Copying nothing before it, reproduce the line that holds "pub fn display<'a, I: Interner>(&'a" and every line after it in the data, exactly.

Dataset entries

....

impl SolverInstallPlan {
    /// Validates a set of packages and orders them topologically.
    ///
    /// Fails if a package appears twice, if a dependency is missing or does
    /// not satisfy the range required of it, or if the dependencies form a
    /// cycle.
    pub fn from_packages(
        packages: impl IntoIterator<Item = ConfiguredPackage>,
    ) -> Result<Self, PlanError> {
        Self::build(packages, IndexMap::default(), SearchStats::default())
    }

    fn build(
        packages: impl IntoIterator<Item = ConfiguredPackage>,
        aliases: IndexMap<QualifiedName, QualifiedName, ahash::RandomState>,
        stats: SearchStats,
    ) -> Result<Self, PlanError> {
        let mut by_id: IndexMap<PlanId, ConfiguredPackage, ahash::RandomState> =
            IndexMap::default();
        for package in packages {
            if by_id.contains_key(&package.id) {
                return Err(PlanError::Duplicate(package.id));
            }
            by_id.insert(package.id, package);
        }

        for package in by_id.values() {
            for dependency in &package.dependencies {
                let Some(target) = by_id.get(&dependency.target) else {
                    return Err(PlanError::MissingDependency {
                        package: package.id,
                        dependency: dependency.target,
                    });
                };
                if !dependency.range.contains(&target.version) {
                    return Err(PlanError::Inconsistent {
                        package: package.id,
                        dependency: dependency.target,
                        range: dependency.range.clone(),
                        version: target.version.clone(),
                    });
                }
            }
        }

        // Kahn's algorithm. Among the packages whose dependencies are all
        // placed, the one that was added first goes next, so the order only
        // depends on the input order.
        let count = by_id.len();
        let mut pending = vec![0usize; count];
        let mut dependents: Vec<Vec<usize>> = vec![Vec::new(); count];
        for (index, package) in by_id.values().enumerate() {
            for target in package.dependencies.iter().map(|d| d.target).unique() {
                if let Some(target) = by_id.get_index_of(&target) {
                    pending[index] += 1;
                    dependents[target].push(index);
                }
            }
        }
        let mut ready: BinaryHeap<Reverse<usize>> = (0..count)
            .filter(|&index| pending[index] == 0)
            .map(Reverse)
            .collect();
        let mut order = Vec::with_capacity(count);
        while let Some(Reverse(index)) = ready.pop() {
            order.push(index);
            for &dependent in &dependents[index] {
                pending[dependent] -= 1;
                if pending[dependent] == 0 {
                    ready.push(Reverse(dependent));
                }
            }
        }
        if order.len() < count {
            let graph = dependency_graph(&by_id);
            let cycle = tarjan_scc(&graph)
                .into_iter()
                .map(|component| {
                    component
                        .into_iter()
                        .map(|node| graph[node])
                        .sorted()
                        .collect::<Vec<_>>()
                })
                .filter(|ids| ids.len() > 1 || has_self_edge(&by_id, ids[0]))
                .min()
                .unwrap_or_default();
            return Err(PlanError::Cycle(cycle));
        }

        let mut slots: Vec<Option<ConfiguredPackage>> = by_id.into_values().map(Some).collect();
        let mut packages = IndexMap::with_capacity_and_hasher(count, Default::default());
        for index in order {
            if let Some(package) = slots[index].take() {
                packages.insert(package.id, package);
            }
        }

        Ok(Self {
            packages,
            aliases,
            stats,
        })
    }

    /// Returns the package with the given id.
    pub fn get(&self, id: &PlanId) -> Option<&ConfiguredPackage> {
        self.packages.get(id)
    }

    /// Returns the package that was decided for a qualified name, following
    /// links.
    pub fn lookup(&self, qpn: QualifiedName) -> Option<&ConfiguredPackage> {
        let resolved = self.aliases.get(&qpn).copied().unwrap_or(qpn);
        self.packages.get(&PlanId::Configured(resolved))
    }

    /// Returns the ids of all packages, dependencies first.
    pub fn topological_order(&self) -> impl Iterator<Item = PlanId> + '_ {
        self.packages.keys().copied()
    }

    /// Iterates over all packages, dependencies first.
    pub fn iter(&self) -> impl Iterator<Item = &ConfiguredPackage> {
        self.packages.values()
    }

    /// Returns the number of packages in the plan.
    pub fn len(&self) -> usize {
        self.packages.len()
    }

    /// Returns true if the plan does not contain any package.
    pub fn is_empty(&self) -> bool {
        self.packages.is_empty()
    }

    /// Returns the direct dependencies of a package.
    pub fn dependencies_of(&self, id: &PlanId) -> impl Iterator<Item = &ConfiguredPackage> + '_ {
        self.packages
            .get(id)
            .into_iter()
            .flat_map(|package| &package.dependencies)
            .filter_map(|dependency| self.packages.get(&dependency.target))
    }

    /// Returns the qualified names that were linked to another qualified
    /// name, together with their link target.
    pub fn aliases(&self) -> impl Iterator<Item = (QualifiedName, QualifiedName)> + '_ {
        self.aliases.iter().map(|(qpn, target)| (*qpn, *target))
    }

    /// The amount of work the search performed to find the plan.
    pub fn stats(&self) -> SearchStats {
        self.stats
    }

    /// Returns the plan as a graph with an edge from every package to each
    /// of its dependencies.
    pub fn to_graph(&self) -> DiGraph<PlanId, DependencyKind> {
        dependency_graph(&self.packages)
    }

    /// Returns an object that formats the plan, one package per line in
    /// topological order.
    pub fn display<'a, I: Interner>(&'a self, interner: &'a I) -> DisplayPlan<'a, I> {
        DisplayPlan {
            plan: self,
            interner,
        }
    }
}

....

**Your solution**
    pub fn display<'a, I: Interner>(&'a self, interner: &'a I) -> DisplayPlan<'a, I> {
        DisplayPlan {
            plan: self,
            interner,
        }
    }
}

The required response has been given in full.